Würdigend äußerte sich der Wiener Erzbischof indes zu anderen Projekten der aktuellen Regierung wie etwa dem Ringen um ein Nulldefizit, dem Familienbonus, sowie der Einführung eines flächendeckenden Ethikunterrichts. Diese Dinge begrüße er sehr – und er freue sich daher auch auf ein Gespräch mit Sozialministerin Beate Hartinger-Klein. Diese hatte nach einem Appell Schönborns, bei der Mindestsicherungsreform die Alleinerziehenden nicht schlechter zu stellen, prompt angekündigt, mit Schönborn das Gespräch suchen zu wollen. „Wir sollten viel mehr miteinander reden. Das hat Österreich stark gemacht“, so der Kardinal.
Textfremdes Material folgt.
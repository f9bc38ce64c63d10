//! Configuration system
//!
//! Settings are layered, later layers winning:
//!
//! 1. `GraphConfig::default()`
//! 2. YAML file (`GraphConfig::from_yaml`, schema v1)
//! 3. Environment (`GraphConfig::apply_env`)
//! 4. CLI flags (`ConfigOverrides`)
//!
//! `GraphConfig::resolve` applies all four.
//!
//! ```yaml
//! version: 1
//! data_dir: data
//! output_dir: output
//! format: graph
//! ```

pub mod error;
pub mod io;

pub use error::{ConfigError, ConfigResult};

use serde::{Deserialize, Serialize};
use std::fmt;
use std::path::{Path, PathBuf};
use std::str::FromStr;

use crate::shared::constants;
use io::ConfigFileV1;

const SUPPORTED_VERSIONS: [u32; 1] = [1];

/// Output document layout
#[derive(
    Debug, Clone, Copy, Default, PartialEq, Eq, Hash, Serialize, Deserialize, clap::ValueEnum,
)]
#[serde(rename_all = "lowercase")]
pub enum ExportFormat {
    /// `{nodes, edges}` interchange document
    #[default]
    Graph,
    /// Concept-centric summary (links, related concepts)
    Summary,
}

impl ExportFormat {
    pub fn as_str(&self) -> &'static str {
        match self {
            ExportFormat::Graph => "graph",
            ExportFormat::Summary => "summary",
        }
    }
}

impl fmt::Display for ExportFormat {
    fn fmt(&self, f: &mut fmt::Formatter<'_>) -> fmt::Result {
        f.write_str(self.as_str())
    }
}

impl FromStr for ExportFormat {
    type Err = ConfigError;

    fn from_str(s: &str) -> Result<Self, Self::Err> {
        if s.eq_ignore_ascii_case("graph") {
            Ok(ExportFormat::Graph)
        } else if s.eq_ignore_ascii_case("summary") {
            Ok(ExportFormat::Summary)
        } else {
            Err(ConfigError::UnknownFormat(s.to_string()))
        }
    }
}

/// Command-line layer; `None` leaves the lower layers alone
#[derive(Debug, Clone, Default, PartialEq, Eq)]
pub struct ConfigOverrides {
    pub data_dir: Option<PathBuf>,
    pub output_dir: Option<PathBuf>,
    pub format: Option<ExportFormat>,
}

/// Run configuration
#[derive(Debug, Clone, PartialEq, Eq)]
pub struct GraphConfig {
    /// Directory holding the two input CSV files
    pub data_dir: PathBuf,
    /// Directory the export is written to (created on demand)
    pub output_dir: PathBuf,
    pub concepts_file: String,
    pub connections_file: String,
    pub output_file: String,
    pub format: ExportFormat,
    /// Indent the JSON output
    pub pretty: bool,
    /// Edge type followed by `trace_ancestry` in node reports
    pub containment_type: String,
}

impl Default for GraphConfig {
    fn default() -> Self {
        Self {
            data_dir: PathBuf::from(constants::dirs::DATA_DIR),
            output_dir: PathBuf::from(constants::dirs::OUTPUT_DIR),
            concepts_file: constants::concepts::FILE_NAME.to_string(),
            connections_file: constants::connections::FILE_NAME.to_string(),
            output_file: constants::output::FILE_NAME.to_string(),
            format: ExportFormat::Graph,
            pretty: true,
            containment_type: constants::CONTAINMENT_EDGE_TYPE.to_string(),
        }
    }
}

impl GraphConfig {
    /// Load from YAML file (v1 schema) on top of the defaults
    pub fn from_yaml(path: &Path) -> ConfigResult<Self> {
        let content = std::fs::read_to_string(path).map_err(|source| ConfigError::Io {
            path: path.to_path_buf(),
            source,
        })?;
        Self::from_yaml_str(&content)
    }

    /// Parse YAML content (v1 schema) on top of the defaults
    pub fn from_yaml_str(content: &str) -> ConfigResult<Self> {
        let file: ConfigFileV1 = serde_yaml::from_str(content)?;

        match file.version {
            None => return Err(ConfigError::MissingVersion),
            Some(v) if !SUPPORTED_VERSIONS.contains(&v) => {
                return Err(ConfigError::UnsupportedVersion {
                    found: v,
                    supported: SUPPORTED_VERSIONS.to_vec(),
                })
            }
            Some(_) => {}
        }

        let mut config = Self::default();
        if let Some(dir) = file.data_dir {
            config.data_dir = dir;
        }
        if let Some(dir) = file.output_dir {
            config.output_dir = dir;
        }
        if let Some(name) = file.concepts_file {
            config.concepts_file = name;
        }
        if let Some(name) = file.connections_file {
            config.connections_file = name;
        }
        if let Some(name) = file.output_file {
            config.output_file = name;
        }
        if let Some(format) = file.format {
            config.format = format;
        }
        if let Some(pretty) = file.pretty {
            config.pretty = pretty;
        }
        if let Some(edge_type) = file.containment_type {
            config.containment_type = edge_type;
        }

        config.validate()?;
        Ok(config)
    }

    /// Defaults, then the YAML file (if any), then the environment, then
    /// `overrides`
    pub fn resolve<F>(
        file: Option<&Path>,
        lookup: F,
        overrides: &ConfigOverrides,
    ) -> ConfigResult<Self>
    where
        F: Fn(&str) -> Option<String>,
    {
        let config = match file {
            Some(path) => Self::from_yaml(path)?,
            None => Self::default(),
        };
        Ok(config.apply_env(lookup)?.apply_overrides(overrides))
    }

    /// Apply `CONCEPTGRAPH_DATA_DIR`, `CONCEPTGRAPH_OUTPUT_DIR` and
    /// `CONCEPTGRAPH_FORMAT` from `lookup`; empty values are ignored
    pub fn apply_env<F>(mut self, lookup: F) -> ConfigResult<Self>
    where
        F: Fn(&str) -> Option<String>,
    {
        let get = |key: &str| lookup(key).filter(|v| !v.is_empty());

        if let Some(dir) = get(constants::env::DATA_DIR) {
            self.data_dir = PathBuf::from(dir);
        }
        if let Some(dir) = get(constants::env::OUTPUT_DIR) {
            self.output_dir = PathBuf::from(dir);
        }
        if let Some(format) = get(constants::env::FORMAT) {
            self.format = format.parse()?;
        }
        Ok(self)
    }

    pub fn apply_overrides(mut self, overrides: &ConfigOverrides) -> Self {
        if let Some(dir) = &overrides.data_dir {
            self.data_dir = dir.clone();
        }
        if let Some(dir) = &overrides.output_dir {
            self.output_dir = dir.clone();
        }
        if let Some(format) = overrides.format {
            self.format = format;
        }
        self
    }

    pub fn validate(&self) -> ConfigResult<()> {
        let names = [
            ("concepts_file", &self.concepts_file),
            ("connections_file", &self.connections_file),
            ("output_file", &self.output_file),
        ];
        for (field, value) in names {
            if value.trim().is_empty() {
                return Err(ConfigError::EmptyFileName { field });
            }
        }
        Ok(())
    }

    pub fn concepts_path(&self) -> PathBuf {
        self.data_dir.join(&self.concepts_file)
    }

    pub fn connections_path(&self) -> PathBuf {
        self.data_dir.join(&self.connections_file)
    }

    pub fn output_path(&self) -> PathBuf {
        self.output_dir.join(&self.output_file)
    }

    /// Export to YAML (v1 schema, every field written)
    pub fn to_yaml(&self) -> ConfigResult<String> {
        let file = ConfigFileV1 {
            version: Some(1),
            data_dir: Some(self.data_dir.clone()),
            output_dir: Some(self.output_dir.clone()),
            concepts_file: Some(self.concepts_file.clone()),
            connections_file: Some(self.connections_file.clone()),
            output_file: Some(self.output_file.clone()),
            format: Some(self.format),
            pretty: Some(self.pretty),
            containment_type: Some(self.containment_type.clone()),
        };

        Ok(serde_yaml::to_string(&file)?)
    }
}

#[cfg(test)]
mod tests {
    use super::*;
    use std::collections::HashMap;

    #[test]
    fn test_default_paths() {
        let config = GraphConfig::default();
        assert_eq!(config.concepts_path(), PathBuf::from("data/concepts.csv"));
        assert_eq!(
            config.connections_path(),
            PathBuf::from("data/connections.csv")
        );
        assert_eq!(
            config.output_path(),
            PathBuf::from("output/knowledge_graph.json")
        );
        assert_eq!(config.format, ExportFormat::Graph);
    }

    #[test]
    fn test_env_overrides() {
        let env: HashMap<&str, &str> = [
            ("CONCEPTGRAPH_DATA_DIR", "/srv/sheets"),
            ("CONCEPTGRAPH_OUTPUT_DIR", ""),
        ]
        .into_iter()
        .collect();

        let config = GraphConfig::default()
            .apply_env(|k| env.get(k).map(|v| v.to_string()))
            .unwrap();
        assert_eq!(config.data_dir, PathBuf::from("/srv/sheets"));
        // empty values are ignored
        assert_eq!(config.output_dir, PathBuf::from("output"));
        assert_eq!(config.format, ExportFormat::Graph);
    }

    #[test]
    fn test_env_format() {
        let config = GraphConfig::default()
            .apply_env(|k| (k == "CONCEPTGRAPH_FORMAT").then(|| "Summary".to_string()))
            .unwrap();
        assert_eq!(config.format, ExportFormat::Summary);

        let err = GraphConfig::default()
            .apply_env(|k| (k == "CONCEPTGRAPH_FORMAT").then(|| "xml".to_string()))
            .unwrap_err();
        assert!(matches!(err, ConfigError::UnknownFormat(ref name) if name == "xml"));
    }

    #[test]
    fn test_resolve_layers() {
        let mut file = tempfile::NamedTempFile::new().unwrap();
        std::io::Write::write_all(
            &mut file,
            b"version: 1\ndata_dir: from_yaml\noutput_dir: from_yaml_out\nformat: summary\npretty: false\n",
        )
        .unwrap();
        let env: HashMap<&str, &str> = [("CONCEPTGRAPH_OUTPUT_DIR", "from_env")].into_iter().collect();
        let lookup = |k: &str| env.get(k).map(|v| v.to_string());

        // file + env, no flags
        let config = GraphConfig::resolve(Some(file.path()), lookup, &ConfigOverrides::default())
            .unwrap();
        assert_eq!(config.data_dir, PathBuf::from("from_yaml"));
        assert_eq!(config.output_dir, PathBuf::from("from_env"));
        assert_eq!(config.format, ExportFormat::Summary);
        assert!(!config.pretty);

        // flags win over both
        let overrides = ConfigOverrides {
            data_dir: Some(PathBuf::from("from_flag")),
            output_dir: Some(PathBuf::from("from_flag_out")),
            format: Some(ExportFormat::Graph),
        };
        let config = GraphConfig::resolve(Some(file.path()), lookup, &overrides).unwrap();
        assert_eq!(config.data_dir, PathBuf::from("from_flag"));
        assert_eq!(config.output_dir, PathBuf::from("from_flag_out"));
        assert_eq!(config.format, ExportFormat::Graph);
        assert!(!config.pretty);
    }

    #[test]
    fn test_resolve_without_file() {
        let config = GraphConfig::resolve(None, |_| None, &ConfigOverrides::default()).unwrap();
        assert_eq!(config, GraphConfig::default());
    }

    #[test]
    fn test_validate_rejects_blank_file_name() {
        let mut config = GraphConfig::default();
        config.connections_file = "  ".to_string();
        assert!(matches!(
            config.validate(),
            Err(ConfigError::EmptyFileName {
                field: "connections_file"
            })
        ));
    }

    #[test]
    fn test_export_format_from_str() {
        assert_eq!("graph".parse::<ExportFormat>().unwrap(), ExportFormat::Graph);
        assert_eq!(
            "Summary".parse::<ExportFormat>().unwrap(),
            ExportFormat::Summary
        );
        assert!(matches!(
            "xml".parse::<ExportFormat>(),
            Err(ConfigError::UnknownFormat(_))
        ));
    }
}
Schönborn offen für Debatte über „viri probati“

Offen zeigte sich Schönborn für eine Fortsetzung der Debatte über die Weihe bewährter Männer zu Priestern („viri probati“). Diese Frage werde derzeit weltkirchlich intensiv diskutiert und wohl auch auf der für Herbst geplanten Amazonas-Synode thematisiert werden. Die Erfahrungen, die man in der Seelsorge mit verheirateten Diakonen habe, seien sehr gut – daher könne er sich auch vorstellen, dass es künftig neben zölibatären Priestern auch verheiratete Priester geben könne, die sich im Leben, im Beruf und familiär bewährt haben. „Das würde dann zwar eine Art Zwei-Stufen-Klerus schaffen von ehrenamtlichen und hauptamtlichen Priestern, aber: Warum nicht?“

Schönborn ist selber als Ordinarius für die katholischen Ostkirchen für etwa 30 verheiratete Priester zuständig. Darunter erlebe er gelingende Familienmodelle ebenso wie scheiternde. „Ich würde daher sehr nüchtern sagen: Das Leben ist nicht einfach“ – und es könne ein zölibatäres Leben, für das er sich entschieden hat und welches er als Glück erfahre, ebenso scheitern oder gelingen wie ein Leben in Ehe und Familie.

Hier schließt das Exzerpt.